> [PROBLEM DESCRIPTION] Produce the records again in full, exactly as shown below.

> [INFORMATION PROVIDED]
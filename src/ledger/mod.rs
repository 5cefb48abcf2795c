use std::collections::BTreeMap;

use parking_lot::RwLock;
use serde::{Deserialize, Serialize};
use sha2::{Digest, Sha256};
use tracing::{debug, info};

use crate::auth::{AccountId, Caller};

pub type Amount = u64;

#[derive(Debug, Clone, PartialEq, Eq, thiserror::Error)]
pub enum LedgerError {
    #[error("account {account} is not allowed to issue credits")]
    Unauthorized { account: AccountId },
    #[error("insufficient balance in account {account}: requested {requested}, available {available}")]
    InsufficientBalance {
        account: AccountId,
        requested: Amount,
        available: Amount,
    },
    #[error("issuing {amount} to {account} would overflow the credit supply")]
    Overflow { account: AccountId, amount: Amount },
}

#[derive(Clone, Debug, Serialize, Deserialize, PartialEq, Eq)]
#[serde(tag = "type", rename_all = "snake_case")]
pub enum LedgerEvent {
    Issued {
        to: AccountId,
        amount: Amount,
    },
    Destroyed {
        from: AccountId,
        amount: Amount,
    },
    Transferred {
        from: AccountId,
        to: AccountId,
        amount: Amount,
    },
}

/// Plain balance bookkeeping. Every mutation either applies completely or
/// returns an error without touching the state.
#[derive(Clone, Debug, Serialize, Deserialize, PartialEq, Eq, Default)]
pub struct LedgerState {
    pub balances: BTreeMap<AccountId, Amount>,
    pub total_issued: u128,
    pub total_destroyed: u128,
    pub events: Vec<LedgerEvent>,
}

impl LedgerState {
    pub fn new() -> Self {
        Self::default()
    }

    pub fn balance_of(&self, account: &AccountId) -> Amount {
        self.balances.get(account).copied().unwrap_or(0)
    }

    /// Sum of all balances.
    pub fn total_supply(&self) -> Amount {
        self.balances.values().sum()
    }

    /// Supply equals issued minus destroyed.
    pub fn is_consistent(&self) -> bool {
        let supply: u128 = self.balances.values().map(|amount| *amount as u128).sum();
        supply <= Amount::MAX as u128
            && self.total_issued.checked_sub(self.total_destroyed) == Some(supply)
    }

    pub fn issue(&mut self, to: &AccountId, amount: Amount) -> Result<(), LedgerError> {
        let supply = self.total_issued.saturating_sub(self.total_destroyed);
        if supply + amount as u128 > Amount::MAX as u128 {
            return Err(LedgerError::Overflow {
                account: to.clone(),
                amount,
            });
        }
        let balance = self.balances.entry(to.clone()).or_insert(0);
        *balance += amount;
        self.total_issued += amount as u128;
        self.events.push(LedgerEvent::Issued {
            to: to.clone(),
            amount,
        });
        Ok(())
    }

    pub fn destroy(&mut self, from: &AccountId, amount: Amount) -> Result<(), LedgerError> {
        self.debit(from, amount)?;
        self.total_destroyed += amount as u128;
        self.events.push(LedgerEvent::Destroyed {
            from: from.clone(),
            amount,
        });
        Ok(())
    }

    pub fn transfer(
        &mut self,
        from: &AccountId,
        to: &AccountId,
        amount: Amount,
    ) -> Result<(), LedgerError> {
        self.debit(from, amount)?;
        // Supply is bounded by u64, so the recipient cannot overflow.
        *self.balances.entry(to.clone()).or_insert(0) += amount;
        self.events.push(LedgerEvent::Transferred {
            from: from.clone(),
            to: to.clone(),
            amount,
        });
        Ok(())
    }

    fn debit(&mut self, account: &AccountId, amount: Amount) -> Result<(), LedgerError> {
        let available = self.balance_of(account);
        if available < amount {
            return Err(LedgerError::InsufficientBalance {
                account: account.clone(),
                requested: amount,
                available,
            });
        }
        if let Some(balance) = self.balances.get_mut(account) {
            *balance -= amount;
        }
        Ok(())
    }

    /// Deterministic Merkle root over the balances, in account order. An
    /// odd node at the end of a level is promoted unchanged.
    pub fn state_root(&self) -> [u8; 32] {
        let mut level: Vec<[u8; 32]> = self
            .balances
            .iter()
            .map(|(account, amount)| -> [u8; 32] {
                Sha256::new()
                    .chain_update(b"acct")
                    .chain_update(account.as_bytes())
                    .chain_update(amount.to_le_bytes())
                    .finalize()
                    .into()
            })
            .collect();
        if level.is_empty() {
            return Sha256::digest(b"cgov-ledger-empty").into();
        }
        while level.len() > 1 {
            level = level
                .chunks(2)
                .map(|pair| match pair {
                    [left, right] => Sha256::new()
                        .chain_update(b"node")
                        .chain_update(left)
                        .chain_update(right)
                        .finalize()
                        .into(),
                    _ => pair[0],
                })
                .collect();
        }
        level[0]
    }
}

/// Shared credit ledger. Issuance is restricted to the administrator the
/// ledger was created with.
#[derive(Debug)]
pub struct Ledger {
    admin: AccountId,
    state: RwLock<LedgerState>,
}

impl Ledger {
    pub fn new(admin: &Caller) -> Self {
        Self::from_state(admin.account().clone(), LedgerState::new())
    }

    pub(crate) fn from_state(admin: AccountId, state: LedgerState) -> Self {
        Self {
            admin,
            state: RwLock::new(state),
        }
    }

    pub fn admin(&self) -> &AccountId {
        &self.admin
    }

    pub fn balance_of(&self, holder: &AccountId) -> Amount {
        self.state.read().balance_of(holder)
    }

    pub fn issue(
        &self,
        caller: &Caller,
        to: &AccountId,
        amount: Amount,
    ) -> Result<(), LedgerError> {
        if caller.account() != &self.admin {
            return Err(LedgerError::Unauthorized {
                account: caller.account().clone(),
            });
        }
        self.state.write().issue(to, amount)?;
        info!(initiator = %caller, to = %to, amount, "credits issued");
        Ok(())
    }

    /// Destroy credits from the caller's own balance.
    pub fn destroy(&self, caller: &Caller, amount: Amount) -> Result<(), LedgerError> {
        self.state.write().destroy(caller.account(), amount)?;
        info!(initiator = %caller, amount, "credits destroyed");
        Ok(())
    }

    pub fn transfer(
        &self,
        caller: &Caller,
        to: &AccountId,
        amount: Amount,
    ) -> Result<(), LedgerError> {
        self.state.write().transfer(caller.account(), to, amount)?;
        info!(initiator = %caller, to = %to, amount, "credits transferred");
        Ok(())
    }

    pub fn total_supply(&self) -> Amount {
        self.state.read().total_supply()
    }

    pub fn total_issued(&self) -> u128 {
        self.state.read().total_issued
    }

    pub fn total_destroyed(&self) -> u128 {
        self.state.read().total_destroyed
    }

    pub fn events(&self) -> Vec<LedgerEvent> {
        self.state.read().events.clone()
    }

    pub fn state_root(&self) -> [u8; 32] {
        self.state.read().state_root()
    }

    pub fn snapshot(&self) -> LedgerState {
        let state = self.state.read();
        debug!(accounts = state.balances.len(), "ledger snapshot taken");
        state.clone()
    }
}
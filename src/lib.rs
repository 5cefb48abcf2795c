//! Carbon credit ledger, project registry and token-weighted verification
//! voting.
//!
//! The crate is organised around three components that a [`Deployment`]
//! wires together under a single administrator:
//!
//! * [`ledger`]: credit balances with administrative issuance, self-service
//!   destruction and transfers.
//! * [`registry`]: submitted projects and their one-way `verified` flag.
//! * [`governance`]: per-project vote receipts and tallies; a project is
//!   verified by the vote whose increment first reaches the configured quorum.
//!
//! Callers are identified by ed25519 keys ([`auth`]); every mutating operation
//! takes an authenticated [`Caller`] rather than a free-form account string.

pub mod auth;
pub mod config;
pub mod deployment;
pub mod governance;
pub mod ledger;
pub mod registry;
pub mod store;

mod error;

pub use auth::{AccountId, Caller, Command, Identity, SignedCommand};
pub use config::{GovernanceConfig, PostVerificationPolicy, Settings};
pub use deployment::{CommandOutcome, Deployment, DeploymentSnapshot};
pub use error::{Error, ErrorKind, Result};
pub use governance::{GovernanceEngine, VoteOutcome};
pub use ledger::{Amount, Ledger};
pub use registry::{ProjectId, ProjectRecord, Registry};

> [RESPONSE BOX]
filename src/ledger/mod.rs
repository 5cefb48abcf2795c
use std::collections::BTreeMap;

use parking_lot::RwLock;
use serde::{Deserialize, Serialize};
use sha2::{Digest, Sha256};
use tracing::{debug, info};

use crate::auth::{AccountId, Caller};

pub type Amount = u64;

#[derive(Debug, Clone, PartialEq, Eq, thiserror::Error)]
pub enum LedgerError {
    #[error("account {account} is not allowed to issue credits")]
    Unauthorized { account: AccountId },
    #[error("insufficient balance in account {account}: requested {requested}, available {available}")]
    InsufficientBalance {
        account: AccountId,
        requested: Amount,
        available: Amount,
    },
    #[error("issuing {amount} to {account} would overflow the credit supply")]
    Overflow { account: AccountId, amount: Amount },
}

#[derive(Clone, Debug, Serialize, Deserialize, PartialEq, Eq)]
#[serde(tag = "type", rename_all = "snake_case")]
pub enum LedgerEvent {
    Issued {
        to: AccountId,
        amount: Amount,
    },
    Destroyed {
        from: AccountId,
        amount: Amount,
    },
    Transferred {
        from: AccountId,
        to: AccountId,
        amount: Amount,
    },
}

/// Plain balance bookkeeping. Every mutation either applies completely or
/// returns an error without touching the state.
#[derive(Clone, Debug, Serialize, Deserialize, PartialEq, Eq, Default)]
pub struct LedgerState {
    pub balances: BTreeMap<AccountId, Amount>,
    pub total_issued: u128,
    pub total_destroyed: u128,
    pub events: Vec<LedgerEvent>,
}

impl LedgerState {
    pub fn new() -> Self {
        Self::default()
    }

    pub fn balance_of(&self, account: &AccountId) -> Amount {
        self.balances.get(account).copied().unwrap_or(0)
    }

    /// Sum of all balances.
    pub fn total_supply(&self) -> Amount {
        self.balances.values().sum()
    }

    /// Supply equals issued minus destroyed.
    pub fn is_consistent(&self) -> bool {
        let supply: u128 = self.balances.values().map(|amount| *amount as u128).sum();
        supply <= Amount::MAX as u128
            && self.total_issued.checked_sub(self.total_destroyed) == Some(supply)
    }

    pub fn issue(&mut self, to: &AccountId, amount: Amount) -> Result<(), LedgerError> {
        let supply = self.total_issued.saturating_sub(self.total_destroyed);
        if supply + amount as u128 > Amount::MAX as u128 {
            return Err(LedgerError::Overflow {
                account: to.clone(),
                amount,
            });
        }
        let balance = self.balances.entry(to.clone()).or_insert(0);
        *balance += amount;
        self.total_issued += amount as u128;
        self.events.push(LedgerEvent::Issued {
            to: to.clone(),
            amount,
        });
        Ok(())
    }

    pub fn destroy(&mut self, from: &AccountId, amount: Amount) -> Result<(), LedgerError> {
        self.debit(from, amount)?;
        self.total_destroyed += amount as u128;
        self.events.push(LedgerEvent::Destroyed {
            from: from.clone(),
            amount,
        });
        Ok(())
    }

    pub fn transfer(
        &mut self,
        from: &AccountId,
        to: &AccountId,
        amount: Amount,
    ) -> Result<(), LedgerError> {
        self.debit(from, amount)?;
        // Supply is bounded by u64, so the recipient cannot overflow.
        *self.balances.entry(to.clone()).or_insert(0) += amount;
        self.events.push(LedgerEvent::Transferred {
            from: from.clone(),
            to: to.clone(),
            amount,
        });
        Ok(())
    }

    fn debit(&mut self, account: &AccountId, amount: Amount) -> Result<(), LedgerError> {
        let available = self.balance_of(account);
        if available < amount {
            return Err(LedgerError::InsufficientBalance {
                account: account.clone(),
                requested: amount,
                available,
            });
        }
        if let Some(balance) = self.balances.get_mut(account) {
            *balance -= amount;
        }
        Ok(())
    }

    /// Deterministic Merkle root over the balances, in account order. An
    /// odd node at the end of a level is promoted unchanged.
    pub fn state_root(&self) -> [u8; 32] {
        let mut level: Vec<[u8; 32]> = self
            .balances
            .iter()
            .map(|(account, amount)| -> [u8; 32] {
                Sha256::new()
                    .chain_update(b"acct")
                    .chain_update(account.as_bytes())
                    .chain_update(amount.to_le_bytes())
                    .finalize()
                    .into()
            })
            .collect();
        if level.is_empty() {
            return Sha256::digest(b"cgov-ledger-empty").into();
        }
        while level.len() > 1 {
            level = level
                .chunks(2)
                .map(|pair| match pair {
                    [left, right] => Sha256::new()
                        .chain_update(b"node")
                        .chain_update(left)
                        .chain_update(right)
                        .finalize()
                        .into(),
                    _ => pair[0],
                })
                .collect();
        }
        level[0]
    }
}

/// Shared credit ledger. Issuance is restricted to the administrator the
/// ledger was created with.
#[derive(Debug)]
pub struct Ledger {
    admin: AccountId,
    state: RwLock<LedgerState>,
}

impl Ledger {
    pub fn new(admin: &Caller) -> Self {
        Self::from_state(admin.account().clone(), LedgerState::new())
    }

    pub(crate) fn from_state(admin: AccountId, state: LedgerState) -> Self {
        Self {
            admin,
            state: RwLock::new(state),
        }
    }

    pub fn admin(&self) -> &AccountId {
        &self.admin
    }

    pub fn balance_of(&self, holder: &AccountId) -> Amount {
        self.state.read().balance_of(holder)
    }

    pub fn issue(
        &self,
        caller: &Caller,
        to: &AccountId,
        amount: Amount,
    ) -> Result<(), LedgerError> {
        if caller.account() != &self.admin {
            return Err(LedgerError::Unauthorized {
                account: caller.account().clone(),
            });
        }
        self.state.write().issue(to, amount)?;
        info!(initiator = %caller, to = %to, amount, "credits issued");
        Ok(())
    }

    /// Destroy credits from the caller's own balance.
    pub fn destroy(&self, caller: &Caller, amount: Amount) -> Result<(), LedgerError> {
        self.state.write().destroy(caller.account(), amount)?;
        info!(initiator = %caller, amount, "credits destroyed");
        Ok(())
    }

    pub fn transfer(
        &self,
        caller: &Caller,
        to: &AccountId,
        amount: Amount,
    ) -> Result<(), LedgerError> {
        self.state.write().transfer(caller.account(), to, amount)?;
        info!(initiator = %caller, to = %to, amount, "credits transferred");
        Ok(())
    }

    pub fn total_supply(&self) -> Amount {
        self.state.read().total_supply()
    }

    pub fn total_issued(&self) -> u128 {
        self.state.read().total_issued
    }

    pub fn total_destroyed(&self) -> u128 {
        self.state.read().total_destroyed
    }

    pub fn events(&self) -> Vec<LedgerEvent> {
        self.state.read().events.clone()
    }

    pub fn state_root(&self) -> [u8; 32] {
        self.state.read().state_root()
    }

    pub fn snapshot(&self) -> LedgerState {
        let state = self.state.read();
        debug!(accounts = state.balances.len(), "ledger snapshot taken");
        state.clone()
    }
}
filename src/lib.rs
repository 5cefb48abcf2795c
//! Carbon credit ledger, project registry and token-weighted verification
//! voting.
//!
//! The crate is organised around three components that a [`Deployment`]
//! wires together under a single administrator:
//!
//! * [`ledger`]: credit balances with administrative issuance, self-service
//!   destruction and transfers.
//! * [`registry`]: submitted projects and their one-way `verified` flag.
//! * [`governance`]: per-project vote receipts and tallies; a project is
//!   verified by the vote whose increment first reaches the configured quorum.
//!
//! Callers are identified by ed25519 keys ([`auth`]); every mutating operation
//! takes an authenticated [`Caller`] rather than a free-form account string.

pub mod auth;
pub mod config;
pub mod deployment;
pub mod governance;
pub mod ledger;
pub mod registry;
pub mod store;

mod error;

pub use auth::{AccountId, Caller, Command, Identity, SignedCommand};
pub use config::{GovernanceConfig, PostVerificationPolicy, Settings};
pub use deployment::{CommandOutcome, Deployment, DeploymentSnapshot};
pub use error::{Error, ErrorKind, Result};
pub use governance::{GovernanceEngine, VoteOutcome};
pub use ledger::{Amount, Ledger};
pub use registry::{ProjectId, ProjectRecord, Registry};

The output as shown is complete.